EXERCISE GOAL: Please copy out all lines of the entries that contain the word "nothing".

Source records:
◆ ◆ ◆ ◆ ◆ ◆ ◆
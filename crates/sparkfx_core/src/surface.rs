//! # Drawing Surface Boundary
//!
//! The host owns the surface; the runtime only forwards it to `draw`. The
//! trait lists the paint primitives recipes need: filled and stroked
//! shapes, a radial glow, text, and compositing state.
//!
//! [`RecordingSurface`] is the reference implementation used by tests and
//! headless hosts: it paints nothing and keeps a log of every call.

use crate::color::Color;
use crate::geometry::{Point, Rect};
use crate::particle::ParticleId;

/// How new paint is composited over existing pixels.
#[derive(Debug, Clone, Copy, Default, PartialEq, Eq, Hash)]
pub enum BlendMode {
    /// Standard alpha blending.
    #[default]
    SourceOver,
    /// Additive ("lighter") blending, for glows and sparks.
    Additive,
    /// Multiply, for shadows.
    Multiply,
    /// Screen, for soft highlights.
    Screen,
}

/// A paint target.
///
/// The runtime brackets every particle's `draw` with [`Surface::save`] and
/// [`Surface::restore`], so compositing state set by one recipe never leaks
/// into the next particle.
pub trait Surface {
    /// Marks the start of a particle's draw. Default: ignored.
    fn begin_particle(&mut self, _id: ParticleId) {}

    /// Pushes compositing state (global alpha, blend mode).
    fn save(&mut self);

    /// Pops compositing state pushed by [`Surface::save`].
    fn restore(&mut self);

    /// Multiplies every subsequent paint's alpha.
    fn set_global_alpha(&mut self, alpha: f32);

    /// Sets the blend mode for subsequent paints.
    fn set_blend(&mut self, mode: BlendMode);

    /// Filled circle.
    fn fill_circle(&mut self, center: Point, radius: f32, color: Color);

    /// Circle outline.
    fn stroke_circle(&mut self, center: Point, radius: f32, width: f32, color: Color);

    /// Filled (possibly rotated) rectangle.
    fn fill_rect(&mut self, rect: Rect, color: Color);

    /// Filled closed polygon.
    fn fill_polygon(&mut self, points: &[Point], color: Color);

    /// Straight line segment.
    fn stroke_line(&mut self, from: Point, to: Point, width: f32, color: Color);

    /// Radial gradient from `color` at the center to transparent at `radius`.
    fn fill_radial_glow(&mut self, center: Point, radius: f32, color: Color);

    /// Text centered on `at`.
    fn fill_text(&mut self, text: &str, at: Point, size: f32, color: Color);
}

/// One call received by a [`RecordingSurface`].
#[derive(Debug, Clone, PartialEq)]
pub enum DrawCommand {
    /// [`Surface::begin_particle`].
    BeginParticle(ParticleId),
    /// [`Surface::save`].
    Save,
    /// [`Surface::restore`].
    Restore,
    /// [`Surface::set_global_alpha`].
    GlobalAlpha(f32),
    /// [`Surface::set_blend`].
    Blend(BlendMode),
    /// [`Surface::fill_circle`].
    FillCircle {
        /// Center.
        center: Point,
        /// Radius.
        radius: f32,
        /// Color.
        color: Color,
    },
    /// [`Surface::stroke_circle`].
    StrokeCircle {
        /// Center.
        center: Point,
        /// Radius.
        radius: f32,
        /// Stroke width.
        width: f32,
        /// Color.
        color: Color,
    },
    /// [`Surface::fill_rect`].
    FillRect {
        /// Rectangle.
        rect: Rect,
        /// Color.
        color: Color,
    },
    /// [`Surface::fill_polygon`].
    FillPolygon {
        /// Vertices.
        points: Vec<Point>,
        /// Color.
        color: Color,
    },
    /// [`Surface::stroke_line`].
    StrokeLine {
        /// Start.
        from: Point,
        /// End.
        to: Point,
        /// Stroke width.
        width: f32,
        /// Color.
        color: Color,
    },
    /// [`Surface::fill_radial_glow`].
    RadialGlow {
        /// Center.
        center: Point,
        /// Radius.
        radius: f32,
        /// Center color.
        color: Color,
    },
    /// [`Surface::fill_text`].
    Text {
        /// The text.
        text: String,
        /// Anchor.
        at: Point,
        /// Font size.
        size: f32,
        /// Color.
        color: Color,
    },
}

impl DrawCommand {
    /// Whether this command puts pixels on the surface.
    #[must_use]
    pub const fn is_paint(&self) -> bool {
        !matches!(
            self,
            Self::BeginParticle(_) | Self::Save | Self::Restore | Self::GlobalAlpha(_) | Self::Blend(_)
        )
    }
}

/// A surface that records calls instead of painting.
#[derive(Debug, Default)]
pub struct RecordingSurface {
    commands: Vec<DrawCommand>,
    depth: usize,
    max_depth: usize,
}

impl RecordingSurface {
    /// Creates an empty recorder.
    #[must_use]
    pub fn new() -> Self {
        Self::default()
    }

    /// Every call so far, in order.
    #[must_use]
    pub fn commands(&self) -> &[DrawCommand] {
        &self.commands
    }

    /// Particle ids in the order their draws began.
    #[must_use]
    pub fn particle_order(&self) -> Vec<ParticleId> {
        self.commands
            .iter()
            .filter_map(|c| match c {
                DrawCommand::BeginParticle(id) => Some(*id),
                _ => None,
            })
            .collect()
    }

    /// Number of commands that put pixels on the surface.
    #[must_use]
    pub fn paint_count(&self) -> usize {
        self.commands.iter().filter(|c| c.is_paint()).count()
    }

    /// Whether every `save` has been matched by a `restore`.
    #[must_use]
    pub const fn is_balanced(&self) -> bool {
        self.depth == 0
    }

    /// Deepest save nesting seen.
    #[must_use]
    pub const fn max_depth(&self) -> usize {
        self.max_depth
    }

    /// Forgets recorded commands (start of a new frame).
    pub fn clear(&mut self) {
        self.commands.clear();
        self.depth = 0;
        self.max_depth = 0;
    }
}

impl Surface for RecordingSurface {
    fn begin_particle(&mut self, id: ParticleId) {
        self.commands.push(DrawCommand::BeginParticle(id));
    }

    fn save(&mut self) {
        self.depth += 1;
        self.max_depth = self.max_depth.max(self.depth);
        self.commands.push(DrawCommand::Save);
    }

    fn restore(&mut self) {
        self.depth = self.depth.saturating_sub(1);
        self.commands.push(DrawCommand::Restore);
    }

    fn set_global_alpha(&mut self, alpha: f32) {
        self.commands.push(DrawCommand::GlobalAlpha(alpha));
    }

    fn set_blend(&mut self, mode: BlendMode) {
        self.commands.push(DrawCommand::Blend(mode));
    }

    fn fill_circle(&mut self, center: Point, radius: f32, color: Color) {
        self.commands.push(DrawCommand::FillCircle { center, radius, color });
    }

    fn stroke_circle(&mut self, center: Point, radius: f32, width: f32, color: Color) {
        self.commands.push(DrawCommand::StrokeCircle {
            center,
            radius,
            width,
            color,
        });
    }

    fn fill_rect(&mut self, rect: Rect, color: Color) {
        self.commands.push(DrawCommand::FillRect { rect, color });
    }

    fn fill_polygon(&mut self, points: &[Point], color: Color) {
        self.commands.push(DrawCommand::FillPolygon {
            points: points.to_vec(),
            color,
        });
    }

    fn stroke_line(&mut self, from: Point, to: Point, width: f32, color: Color) {
        self.commands.push(DrawCommand::StrokeLine {
            from,
            to,
            width,
            color,
        });
    }

    fn fill_radial_glow(&mut self, center: Point, radius: f32, color: Color) {
        self.commands.push(DrawCommand::RadialGlow { center, radius, color });
    }

    fn fill_text(&mut self, text: &str, at: Point, size: f32, color: Color) {
        self.commands.push(DrawCommand::Text {
            text: text.to_string(),
            at,
            size,
            color,
        });
    }
}
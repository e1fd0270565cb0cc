//! Shapes a [`Sprite`] particle can be painted as.
//!
//! Every painter sets the global alpha to the particle's opacity and then
//! paints with the sprite color; the runtime's save/restore bracket undoes
//! the state change afterwards.

use std::f32::consts::{PI, TAU};

use sparkfx_core::{BlendMode, Particle, Point, Rect, Surface};

use crate::sprite::Sprite;

/// Points in a heart outline.
const HEART_SEGMENTS: usize = 24;

/// Drawing style.
#[derive(Debug, Clone, Copy, PartialEq)]
pub enum Painter {
    /// Filled circle.
    Dot,
    /// Soft additive radial glow with a solid core.
    Glow,
    /// Spinning paper strip, twice as wide as it is tall.
    Confetti,
    /// Filled heart.
    Heart,
    /// Circle outline.
    Ring {
        /// Stroke width.
        width: f32,
    },
    /// Five-pointed star.
    Star,
    /// Bright head with a short trail along the velocity.
    Spark {
        /// Trail length in ticks of travel.
        trail: f32,
    },
}

impl Painter {
    /// Paints `particle`. Invisible particles are skipped.
    pub fn paint(&self, surface: &mut dyn Surface, particle: &Particle<Sprite>) {
        let alpha = particle.alpha();
        let sprite = &particle.state;
        if alpha <= 0.0 || sprite.size <= 0.0 {
            return;
        }
        let at = particle.position();
        surface.set_global_alpha(alpha);

        match *self {
            Self::Dot => surface.fill_circle(at, sprite.size, sprite.color),
            Self::Glow => {
                surface.set_blend(BlendMode::Additive);
                surface.fill_radial_glow(at, sprite.size * 3.0, sprite.color);
                surface.fill_circle(at, sprite.size * 0.5, sprite.color);
            }
            Self::Confetti => {
                // Flipping paper: height follows the spin.
                let flip = sprite.rotation.cos().abs().max(0.15);
                let rect = Rect::centered(at, sprite.size * 2.0, sprite.size * flip)
                    .rotated(sprite.rotation);
                surface.fill_rect(rect, sprite.color);
            }
            Self::Heart => {
                surface.fill_polygon(&heart(at, sprite.size, sprite.rotation), sprite.color);
            }
            Self::Ring { width } => {
                surface.stroke_circle(at, sprite.size, width, sprite.color);
            }
            Self::Star => {
                surface.fill_polygon(&star(at, sprite.size, sprite.rotation), sprite.color);
            }
            Self::Spark { trail } => {
                let tail = at.offset(-sprite.vx * trail, -sprite.vy * trail);
                surface.set_blend(BlendMode::Additive);
                surface.stroke_line(tail, at, sprite.size * 0.6, sprite.color);
                surface.fill_circle(at, sprite.size, sprite.color);
            }
        }
    }
}

/// Parametric heart of width ~`2 * size`, tilted by `tilt`.
fn heart(center: Point, size: f32, tilt: f32) -> Vec<Point> {
    let scale = size / 16.0;
    let (sin, cos) = tilt.sin_cos();
    (0..HEART_SEGMENTS)
        .map(|i| {
            let a = TAU * i as f32 / HEART_SEGMENTS as f32;
            let x = 16.0 * a.sin().powi(3);
            let y = -(13.0 * a.cos() - 5.0 * (2.0 * a).cos() - 2.0 * (3.0 * a).cos() - (4.0 * a).cos());
            let (x, y) = (x * scale, y * scale);
            center.offset(x * cos - y * sin, x * sin + y * cos)
        })
        .collect()
}

/// Five-pointed star with outer radius `size`.
fn star(center: Point, size: f32, rotation: f32) -> Vec<Point> {
    (0..10)
        .map(|i| {
            let radius = if i % 2 == 0 { size } else { size * 0.45 };
            let angle = rotation - PI / 2.0 + PI * i as f32 / 5.0;
            center.polar(angle, radius)
        })
        .collect()
}
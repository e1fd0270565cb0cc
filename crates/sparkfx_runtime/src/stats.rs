//! Counters reported by the runtime.

/// What the most recent `advance` did.
#[derive(Debug, Clone, Copy, Default, PartialEq, Eq)]
pub struct TickStats {
    /// Particles that received an `update` call.
    pub particles_updated: u32,
    /// Particles removed because `update` signaled completion.
    pub particles_expired: u32,
    /// Instances removed because their particle list became empty.
    pub instances_drained: u32,
}

/// Totals since the runtime was created.
#[derive(Debug, Clone, Copy, Default, PartialEq, Eq)]
pub struct RuntimeStats {
    /// Completed `advance` calls.
    pub ticks: u64,
    /// Successful `trigger` calls.
    pub instances_triggered: u64,
    /// Instances removed by `cancel` / `cancel_all`.
    pub instances_cancelled: u64,
    /// Instances that ran out of particles (including empty spawns).
    pub instances_drained: u64,
    /// Particles returned by `create`.
    pub particles_spawned: u64,
    /// Particles removed by `update`.
    pub particles_expired: u64,
    /// The last tick.
    pub last_tick: TickStats,
}

impl RuntimeStats {
    pub(crate) fn record_tick(&mut self, tick: TickStats) {
        self.ticks += 1;
        self.instances_drained += u64::from(tick.instances_drained);
        self.particles_expired += u64::from(tick.particles_expired);
        self.last_tick = tick;
    }
}
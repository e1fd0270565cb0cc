//! # SparkFX Runtime
//!
//! Owns every live effect instance and drives them frame by frame.
//!
//! ## Guarantees
//!
//! 1. **Bounded lifetimes** - every particle expires; drained instances are
//!    dropped on the tick their last particle finishes
//! 2. **Deterministic order** - `advance` and `render` both walk instances in
//!    registration order and particles in creation order
//! 3. **Safe cleanup** - `cancel` removes an instance between ticks; nothing
//!    of it is updated or drawn again
//! 4. **Reproducible spawns** - a seeded [`RuntimeConfig`] makes `create`
//!    produce identical particles run after run
//!
//! ## Example
//!
//! ```rust,ignore
//! use sparkfx_runtime::{EffectCatalog, Runtime, RuntimeConfig};
//!
//! let mut catalog = EffectCatalog::new();
//! catalog.register(MyEffect::default())?;
//!
//! let mut runtime = Runtime::new(catalog, RuntimeConfig::seeded(42))?;
//! let handle = runtime.trigger_default("my-effect", 120.0, 80.0)?;
//!
//! loop {
//!     runtime.advance(1.0);
//!     runtime.render(&mut surface);
//! }
//! ```

#![deny(missing_docs)]
#![deny(unsafe_code)]
#![deny(clippy::all)]
#![warn(clippy::pedantic)]
#![deny(clippy::perf)]

pub mod batch;
pub mod catalog;
pub mod config;
pub mod error;
pub mod instance;
pub mod runtime;
pub mod stats;

#[cfg(test)]
mod testing;

pub use batch::{DynEffect, ParticleBatch};
pub use catalog::EffectCatalog;
pub use config::{RuntimeConfig, DEFAULT_MAX_INSTANCES};
pub use error::{RuntimeError, RuntimeResult};
pub use instance::{EffectInstance, InstanceHandle, InstanceState};
pub use runtime::Runtime;
pub use stats::{RuntimeStats, TickStats};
◆ ◆ ◆ ◆ ◆ ◆ ◆
ANSWER TO THE PROBLEM:
//! headless hosts: it paints nothing and keeps a log of every call.
//! 3. **Safe cleanup** - `cancel` removes an instance between ticks; nothing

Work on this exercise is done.